Director John Huston’s brilliant 1979 film version of Flannery O’Connor’s dramatic Deep South tale is nothing short of inspired.
In arguably still his best performance to date, Brad Dourif gives a brilliant portrait of a disturbed young man, Southerner US Army war veteran called Hazel Motes, who becomes a preacher and sets up The Church Without Christ in response to all the sacrilegious images he sees around him.
A fired-up Huston switches effortlessly from weird comedy to religious satire and then deep into poignant drama, and the movie is given credence by screen-writer Benedict Fitzgerald and the performances of a cast who look born to play these characters. The film is given added distinction by the cinematography of British DP Gerry Fisher and the score of veteran Alex North.

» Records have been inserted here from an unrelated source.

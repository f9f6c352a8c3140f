//! What a tile is worth to the city working it.

use crate::config::AiConfig;
use crate::world::{City, CityOffset, GameRules, TileUse, World};

/// Shortfalls the valuation should favour covering. Yield that covers a
/// shortfall counts ten times.
#[derive(Debug, Clone, Copy, Default, PartialEq, Eq)]
pub struct YieldNeed {
    pub food: i32,
    pub shield: i32,
}

impl YieldNeed {
    pub const NONE: YieldNeed = YieldNeed { food: 0, shield: 0 };
}

/// Per-yield weights: food by city size, shields flat.
#[derive(Debug, Clone, PartialEq, Eq)]
pub struct TileWeights {
    food: Vec<i32>,
    shield: i32,
    foodbox: i32,
}

impl TileWeights {
    /// Food is worth more to a city that needs little to grow. Size 1 is
    /// marked down to three quarters since such cities rarely stay that
    /// small.
    pub fn new(config: &AiConfig, rules: &GameRules) -> Self {
        let foodbox = rules.foodbox.max(1);
        let food = (1..config.max_city_size.max(2))
            .map(|size| {
                let growth = (rules.granary_size(size) / foodbox).max(1);
                let weight = 4 * config.food_weighting / growth;
                if size == 1 {
                    weight * 3 / 4
                } else {
                    weight
                }
            })
            .collect();
        Self {
            food,
            shield: config.shield_weighting,
            foodbox: rules.foodbox,
        }
    }

    pub fn food_weighting(&self, size: i32) -> i32 {
        let last = self.food.len().saturating_sub(1);
        let index = (size.max(1) as usize - 1).min(last);
        self.food.get(index).copied().unwrap_or(0)
    }

    pub fn shield_weighting(&self) -> i32 {
        self.shield
    }

    /// Foodbox the table was built for.
    pub fn foodbox(&self) -> i32 {
        self.foodbox
    }
}

pub fn city_tile_value(
    world: &World,
    weights: &TileWeights,
    city: &City,
    offset: CityOffset,
    need: YieldNeed,
) -> i32 {
    let Some(out) = world.tile_output(city.tile_pos(offset)) else {
        return 0;
    };

    let mut food = out.food;
    if need.food > 0 {
        food += 9 * out.food.min(need.food);
    }
    let food = food * weights.food_weighting(city.size);

    let mut shield = out.shield;
    if need.shield > 0 {
        shield += 9 * out.shield.min(need.shield);
    }
    let shield = shield * weights.shield_weighting() * city.shield_bonus / 100;

    let rates = world
        .player(city.owner)
        .map(|p| p.rates)
        .unwrap_or_default();
    let blend = city.tax_bonus * rates.tax
        + city.luxury_bonus * rates.luxury
        + city.science_bonus * rates.science;
    let trade = out.trade * city.trade_want * blend / 10_000;

    food + shield + trade
}

/// Best value among the tiles the city works or could work.
pub fn best_worker_tile_value(world: &World, weights: &TileWeights, city: &City) -> i32 {
    CityOffset::work_radius()
        .filter(|offset| {
            matches!(
                world.city_tile_use(city, *offset),
                TileUse::Center | TileUse::Worked | TileUse::Empty
            )
        })
        .map(|offset| city_tile_value(world, weights, city, offset, YieldNeed::NONE))
        .max()
        .unwrap_or(0)
}

#[cfg(test)]
mod tests {
    use super::*;
    use crate::terrain::Terrain;
    use crate::world::MapPos;

    fn weights() -> TileWeights {
        TileWeights::new(&AiConfig::default(), &GameRules::default())
    }

    #[test]
    fn size_one_is_marked_down() {
        let weights = weights();
        // 4 * 19 / (20 / 10) = 38, marked down to 28.
        assert_eq!(weights.food_weighting(1), 28);
        // 4 * 19 / (30 / 10) = 25.
        assert_eq!(weights.food_weighting(2), 25);
        assert_eq!(weights.food_weighting(0), 28);
        assert_eq!(weights.food_weighting(500), weights.food_weighting(31));
    }

    #[test]
    fn grassland_value_for_small_city() {
        let mut world = World::from_rows(&["ggggg", "ggggg", "ggggg"], GameRules::default()).unwrap();
        let owner = world.add_player("A", true).unwrap();
        let id = world.add_city(owner, "Home", MapPos::new(2, 1), 1).unwrap();
        let city = world.city(id).unwrap();
        let offset = CityOffset::new(1, 0).unwrap();
        let value = city_tile_value(&world, &weights(), city, offset, YieldNeed::NONE);
        assert_eq!(value, 2 * 28);

        let needy = city_tile_value(
            &world,
            &weights(),
            city,
            offset,
            YieldNeed { food: 1, shield: 0 },
        );
        assert_eq!(needy, (2 + 9) * 28);
    }

    #[test]
    fn trade_uses_rates_and_bonuses() {
        let mut world = World::from_rows(&["ooooo", "ogggo", "ooooo"], GameRules::default()).unwrap();
        let owner = world.add_player("A", true).unwrap();
        let id = world.add_city(owner, "Port", MapPos::new(2, 1), 3).unwrap();
        let city = world.city(id).unwrap();
        let ocean = CityOffset::new(0, 1).unwrap();
        // ocean: 1 food, 2 trade; trade_want 12, rates sum to 100%.
        let expected = weights().food_weighting(3) + 2 * 12;
        assert_eq!(
            city_tile_value(&world, &weights(), city, ocean, YieldNeed::NONE),
            expected
        );
        assert_eq!(world.tile(MapPos::new(2, 2)).map(|t| t.terrain), Some(Terrain::Ocean));
    }

    #[test]
    fn best_worker_value_ignores_unavailable_tiles() {
        let mut world = World::from_rows(&["hgh"], GameRules::default()).unwrap();
        let owner = world.add_player("A", true).unwrap();
        let id = world.add_city(owner, "Ridge", MapPos::new(1, 0), 1).unwrap();
        let city = world.city(id).unwrap();
        // The center grassland gets a road: 2 food and 1 trade.
        let best = best_worker_tile_value(&world, &weights(), city);
        assert_eq!(best, 2 * 28 + 12);
    }
}
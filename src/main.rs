use std::path::PathBuf;

use anyhow::Result;
use clap::Parser;
use tracing::info;
use tracing_subscriber::EnvFilter;

use autosettlers::{
    engine::{EngineBuilder, EngineSettings},
    scenario::ScenarioLoader,
    systems::{ActivitySystem, AutoSettlerSystem},
};

#[derive(Debug, Parser)]
#[command(author, version, about = "Automated settlers and workers runner")]
struct Cli {
    /// Path to the scenario YAML file
    #[arg(long, default_value = "scenarios/two_rivers.yaml")]
    scenario: PathBuf,

    /// Override turn count (uses scenario default when omitted)
    #[arg(long)]
    turns: Option<u64>,

    /// Override snapshot interval in turns
    #[arg(long)]
    snapshot_interval: Option<u64>,

    /// Directory for snapshots
    #[arg(long)]
    snapshot_dir: Option<PathBuf>,

    /// Log filter, e.g. `debug` or `autosettlers::decision=debug`
    #[arg(long)]
    log_level: Option<String>,
}

fn main() -> Result<()> {
    let cli = Cli::parse();
    let loader = ScenarioLoader::new(".");
    let scenario = loader.load(&cli.scenario)?;

    let level = cli
        .log_level
        .clone()
        .unwrap_or_else(|| scenario.logging.level.clone());
    let filter = EnvFilter::try_from_default_env().unwrap_or_else(|_| EnvFilter::new(level));
    tracing_subscriber::fmt()
        .with_env_filter(filter)
        .with_target(false)
        .init();

    let mut world = scenario.build_world()?;
    let turns = scenario.turns(cli.turns);
    let snapshot_interval = cli
        .snapshot_interval
        .unwrap_or(scenario.snapshot_interval_turns);
    let snapshot_dir = cli
        .snapshot_dir
        .unwrap_or_else(|| PathBuf::from("snapshots"));

    let settings = EngineSettings {
        scenario_name: scenario.name.clone(),
        seed: scenario.seed,
        snapshot_interval_turns: snapshot_interval,
        snapshot_dir,
    };

    let mut engine = EngineBuilder::new(settings)
        .with_system(ActivitySystem::new())
        .with_system(AutoSettlerSystem::new(scenario.ai.clone()))
        .build();

    engine.run_with_hook(&mut world, turns, |summary| {
        if let Some(path) = &summary.snapshot_path {
            info!(turn = summary.turn, path = %path.display(), "snapshot written");
        }
    })?;

    let snapshot = world.snapshot(&scenario.name);
    println!(
        "Scenario '{}' completed for {} turns: {} cities, {} units, {} roads, {} irrigated tiles",
        scenario.name,
        turns,
        snapshot.cities.len(),
        snapshot.units.len(),
        snapshot.improvements.roads,
        snapshot.improvements.irrigated
    );
    Ok(())
}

Dourif spent the rest of his busy career mostly playing nutters in usually undistinguished horror movies but here he quite simply gives the performance of a lifetime. However, Ned Beatty as Hoover Shoates, Harry Dean Stanton as Asa Hawks, Dan Shor as Enoch Emory, Amy Wright as Sabbath Lily, William Hickey as Preacher, Mary Nell Santacroce and Huston himself as Grandfather are nearly up there with him.
After a bit part in W.W. and the Dixie Dancekings (1975), Dourif’s credited film debut was as Billy Bibbit in One Flew Over the Cuckoo’s Nest in 1975. By 2016, he has 160 film and TV credits. His gallery of disturbed characters includes Eyes of Laura Mars (1978) and Milos Forman’s Ragtime (1981), he teamed up with director David Lynch for Dune (1984) and Blue Velvet (1986), provided the voice of the evil doll Chucky in Child’s Play (1988) and its sequels, and broke from the horror genre with roles in Mississippi Burning (1988), Hidden Agenda (1990), London Kills Me (1991) and as Wormtongue in Peter Jackson’s The Lord of the Rings trilogy.